◆ What you should do
Top to bottom, every record is to be copied word for word.

◆ Data extracts
%%

//! ImGui C API metadata.
//!
//! This module loads the JSON documents produced by the cimgui generator and
//! classifies their type tokens for binding generation.

pub mod loader;
pub mod resolve;
pub mod types;

pub use loader::{load_all, MetadataPaths};
pub use resolve::{TypeRef, TypeResolver};
pub use types::{Enum, EnumMember, Function, Metadata, Struct, StructMember, TypedefMap};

%%

◆ Exercise response
//! ImGui C API metadata.
//!
//! This module loads the JSON documents produced by the cimgui generator and
//! classifies their type tokens for binding generation.

pub mod loader;
pub mod resolve;
pub mod types;

pub use loader::{load_all, MetadataPaths};
pub use resolve::{TypeRef, TypeResolver};
pub use types::{Enum, EnumMember, Function, Metadata, Struct, StructMember, TypedefMap};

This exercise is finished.